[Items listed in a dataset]
►
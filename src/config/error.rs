//! Configuration loading errors.

use thiserror::Error;

use crate::error::ConfigurationError;

/// Config load error
#[derive(Error, Debug, Clone, PartialEq)]
pub enum ConfigLoadError {
    #[error("IO error: {0}")]
    Io(String),

    #[error("Parse error: {0}")]
    Parse(String),

    /// File parsed but describes an invalid pipeline
    #[error("Invalid configuration: {0}")]
    Invalid(#[from] ConfigurationError),
}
◄
EXERCISE
Return the lines from the one containing "an invalid pipeline" through the last line of the records. Include both ends and nothing else.

OUTPUT
    /// File parsed but describes an invalid pipeline
    #[error("Invalid configuration: {0}")]
    Invalid(#[from] ConfigurationError),
}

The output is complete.